╭─ SUPPLIED DATA

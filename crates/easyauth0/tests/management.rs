//! User listing through the management API.

mod common;

use common::*;
use easyauth0::{AuthError, AuthHelper};
use serde_json::json;
use wiremock::matchers::{body_string_contains, header, method, path, query_param};
use wiremock::{Mock, MockServer, ResponseTemplate};

const AUDIENCE: &str = "https://tenant.example.com/api/v2/";

async fn mount_admin_token(server: &MockServer, response: ResponseTemplate) {
    Mock::given(method("POST"))
        .and(path("/oauth/token"))
        .and(body_string_contains("grant_type=client_credentials"))
        .and(body_string_contains(format!("client_id={CLIENT_ID}")))
        .and(body_string_contains("audience="))
        .respond_with(response)
        .mount(server)
        .await;
}

#[tokio::test]
async fn mails_lists_connection_users() {
    let server = MockServer::start().await;
    mount_admin_token(
        &server,
        ResponseTemplate::new(200).set_body_json(json!({
            "access_token": "admin-token",
            "expires_in": 86400,
            "token_type": "Bearer"
        })),
    )
    .await;
    Mock::given(method("GET"))
        .and(path("/api/v2/users"))
        .and(query_param("connection", CONNECTION))
        .and(header("authorization", "Bearer admin-token"))
        .respond_with(ResponseTemplate::new(200).set_body_json(json!([
            { "email": "alice@example.com", "nickname": "alice", "username": "alice01", "name": "Alice" },
            { "email": "bob@example.com", "nickname": "bob", "name": "Bob" }
        ])))
        .mount(&server)
        .await;

    let helper = helper_for(&server);
    let users = helper.mails(AUDIENCE).await.expect("listing succeeds");

    let emails: Vec<_> = users.iter().map(|u| u.email.as_str()).collect();
    assert_eq!(emails, ["alice@example.com", "bob@example.com"]);
    assert_eq!(users[0].display_name, "alice01");
    assert_eq!(users[1].display_name, "Bob");
}

#[tokio::test]
async fn admin_token_without_access_token_is_an_error() {
    let server = MockServer::start().await;
    mount_admin_token(
        &server,
        ResponseTemplate::new(200).set_body_json(json!({ "token_type": "Bearer" })),
    )
    .await;

    let helper = helper_for(&server);
    let err = helper.mails(AUDIENCE).await.unwrap_err();

    assert!(matches!(err, AuthError::AdminToken { .. }));
}

#[tokio::test]
async fn rejected_admin_grant_is_an_error() {
    let server = MockServer::start().await;
    mount_admin_token(
        &server,
        ResponseTemplate::new(401).set_body_json(json!({ "error": "access_denied" })),
    )
    .await;

    let helper = helper_for(&server);
    let err = helper.mails(AUDIENCE).await.unwrap_err();

    match err {
        AuthError::AdminToken { message } => assert!(message.contains("access_denied")),
        other => panic!("unexpected error: {other:?}"),
    }
}

#[tokio::test]
async fn failed_listing_is_an_error() {
    let server = MockServer::start().await;
    mount_admin_token(
        &server,
        ResponseTemplate::new(200).set_body_json(json!({ "access_token": "admin-token" })),
    )
    .await;
    Mock::given(method("GET"))
        .and(path("/api/v2/users"))
        .respond_with(ResponseTemplate::new(403).set_body_json(json!({
            "statusCode": 403,
            "error": "Forbidden",
            "message": "Insufficient scope, expected any of: read:users"
        })))
        .mount(&server)
        .await;

    let helper = helper_for(&server);
    let err = helper.mails(AUDIENCE).await.unwrap_err();

    assert!(matches!(err, AuthError::UserListing { .. }));
    assert!(err.is_provider_error());
}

╰─

> **PROBLEM TO SOLVE**:
In the data above, find each line that uses the string "AuthError". Copy it.

> **WRITTEN ANSWER**:
use easyauth0::{AuthError, AuthHelper};
    assert!(matches!(err, AuthError::AdminToken { .. }));
        AuthError::AdminToken { message } => assert!(message.contains("access_denied")),
    assert!(matches!(err, AuthError::UserListing { .. }));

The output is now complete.